From 1979 to 1994 Storey worked as a full-time and  freelance audio/visual technician for local AV companies . During this time he learned skills such as rostrum camera work , video editing and slide animation . All of these skills were transported into his own visual work and incorporated into his artistic output.




From 1979- 1994 Storey exhibited his visual work widely and internationally. These included touring exhibitions of the former USSR and the USA.

Post 1994 Storey concentrated on his musical output and has to date released almost 40 solo recordings as Rapoon and numerous other collaborations and side projects including Reformed Faction with Mark Spybey and Hank and Slim with Nigel Ayers.

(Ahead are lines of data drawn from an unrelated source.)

//! Syntax-tree and document-IR building blocks for embedded languages.
//!
//! Two tree families share this crate. [`syntax`] is the immutable side:
//! tokens positioned by [`text`] virtual characters, generic over a
//! language's [`SyntaxKind`](syntax::SyntaxKind), built once by a parser
//! and only read afterwards. [`ir`] is the mutable side: an arena-backed
//! document tree that lowering passes edit in place through reference
//! handles and builders. Both families carry [`diagnostics`] as plain
//! data; malformed input degrades the tree, it never aborts construction.
//!
//! [`route`] instantiates the syntax side for URL route patterns and is
//! the grammar exercised throughout the test suite. [`comment`] detects
//! the `language=` marker comments that decide which string literals get
//! an embedded tree in the first place.

pub mod comment;
pub mod diagnostics;
pub mod ir;
pub mod route;
pub mod span;
pub mod syntax;
pub mod text;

Other works include a couple of best selling sound design loop libraries for Sony Media:


Rapoon: Textures & Soundscapes

The Rapoon: Textures & Soundscapes collection is an assemblage of deep ambient soundscapes ranging from distant background textures to surreal post-industrial noise and processed ethnic percussion loops. As a founding member of the prolific art music ensemble :zoviet-france: and the artistic genius behind more than a dozen critically-acclaimed solo releases as Rapoon, Robin Storey's achievements as a conceptual artist and sound designer remain completely original and uncompromised over more than twenty continuous years of work. Robin Storey and Sony Pictures Digital are delighted to offer you this exclusive glimpse into the immersive, enveloping worlds of Rapoon.

 

Rapoon: Sci-Fi Tribal

Robin Storey's genius is pristine, uncluttered by the extraneous influences of time and change. His history with the UK industrial underground ensemble :zoviet-france: is still a controversial topic in alternative music, and his massive catalog of solo releases as Rapoon is revered by ambient and experimental music listeners worldwide. The Sci-Fi Tribal collection is Robin's second Sony® Sound Series™ loop library, and the next step in a personal evolution of music that is firmly grounded in a well-established aesthetic that is becoming even more evocative and compelling. The spaces between Robin's mesmerizing loop points are filled with strange combinations of ethnic instruments, assorted noisemakers, found objects, obscure sound bites, and severe processing. The Sci-Fi Tribal library is a gateway to moods and atmospheres that will make lasting impressions on the listener, and a fine library that will fit easily into the tool kits of producers working in nearly every music genre.


 

 

 

 

 

 

 




Storey has also produced music for soundtracks for a number of independent films including award winning films by Randy Greif  "The Three Trials"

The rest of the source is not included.